Speaking at the same time as Jobs that Wednesday afternoon, but in a smaller seminar room,
was Maya Lin, twenty-three, who had been catapulted into fame the previous November when her
Vietnam Veterans Memorial
was dedicated in Washington, D.C. They struck up a close
friendship, and Jobs invited her to visit Apple. “I came to work with Steve for a week,” Lin
recalled. “I asked him, ‘Why do computers look like clunky TV sets? Why don’t you make
something thin? Why not a flat laptop?’” Jobs replied that this was indeed his goal, as soon as the
technology was ready.
At that time there was not much exciting happening in the realm of industrial design, Jobs felt.
He had a Richard Sapper lamp, which he admired, and he also liked the furniture of Charles and
Ray Eames and the Braun products of Dieter Rams. But there were no
towering figures energizing
the world of industrial design the way that Raymond Loewy and Herbert Bayer had done. “There
really wasn’t much going on in industrial design, particularly in Silicon Valley, and Steve was
very eager to change that,” said Lin. “His design sensibility is sleek but not slick, and it’s playful.
He embraced minimalism, which came from his Zen devotion to simplicity, but he avoided
allowing that to make his products cold. They stayed fun. He’s passionate and super-serious about
design, but at the same time there’s a sense of play.”
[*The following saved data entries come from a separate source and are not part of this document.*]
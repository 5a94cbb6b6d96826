// SPDX-License-Identifier: MIT
// Copyright (c) 2026 cmdbridge developers

//! Specs for the `cli-exec-raw` tool.

use crate::prelude::*;

#[test]
fn captures_stdout_and_exit_code() {
    let mut server = Server::start();
    let response = server.call_tool("cli-exec-raw", json!({ "command": "echo hello" }));

    assert!(!is_error_flagged(&response));
    let body = tool_payload(&response);
    assert_eq!(body["command"], "echo hello");
    assert_eq!(body["success"], true);
    assert_eq!(body["exitCode"], 0);
    assert_eq!(body["stdout"], "hello\n");
    assert_eq!(body["stderr"], "");
    assert!(body["duration"].is_number());
    assert!(body["workingDirectory"].is_string());
}

#[test]
fn captures_stderr_separately() {
    let mut server = Server::start();
    let response = server.call_tool("cli-exec-raw", json!({ "command": "echo oops >&2" }));

    let body = tool_payload(&response);
    assert_eq!(body["stdout"], "");
    assert_eq!(body["stderr"], "oops\n");
}

#[test]
fn non_zero_exit_is_data_not_error() {
    let mut server = Server::start();
    let response = server.call_tool("cli-exec-raw", json!({ "command": "exit 3" }));

    assert!(!is_error_flagged(&response));
    let body = tool_payload(&response);
    assert_eq!(body["success"], false);
    assert_eq!(body["exitCode"], 3);
    assert!(body.get("error").is_none());
}

#[test]
fn ansi_escapes_are_stripped() {
    let mut server = Server::start();
    let response = server.call_tool(
        "cli-exec-raw",
        json!({ "command": r"printf '\033[31mred\033[0m\n'" }),
    );

    let body = tool_payload(&response);
    assert_eq!(body["stdout"], "red\n");
}

#[test]
fn shell_pipelines_work() {
    let mut server = Server::start();
    let response = server.call_tool(
        "cli-exec-raw",
        json!({ "command": "printf 'b\\na\\n' | sort" }),
    );

    let body = tool_payload(&response);
    assert_eq!(body["stdout"], "a\nb\n");
}

#[test]
fn timeout_kills_the_command_and_flags_the_result() {
    let mut server = Server::start();
    let response =
        server.call_tool("cli-exec-raw", json!({ "command": "sleep 5", "timeout": 100 }));

    assert!(is_error_flagged(&response));
    let body = tool_payload(&response);
    assert_eq!(body["success"], false);
    assert_eq!(body["exitCode"], -1);
    assert!(body["error"].as_str().expect("error message").contains("timed out"));
    // The command was cut short, not waited out.
    assert!(body["duration"].as_u64().expect("duration") < 5000);
}

#[test]
fn zero_timeout_means_default_not_instant_kill() {
    let mut server = Server::start();
    let response =
        server.call_tool("cli-exec-raw", json!({ "command": "echo ok", "timeout": 0 }));

    assert!(!is_error_flagged(&response));
    let body = tool_payload(&response);
    assert_eq!(body["stdout"], "ok\n");
}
As Jobs’s design sensibilities evolved, he became particularly attracted
to the Japanese style
and began hanging out with its stars, such
as Issey Miyake and I. M. Pei. His Buddhist training was a big influence. “I have always found
Buddhism, Japanese Zen Buddhism in particular, to be aesthetically sublime,” he said. “The most
sublime thing I’ve ever seen are the gardens around Kyoto. I’m deeply moved by what that culture
has produced, and it’s directly from Zen Buddhism.”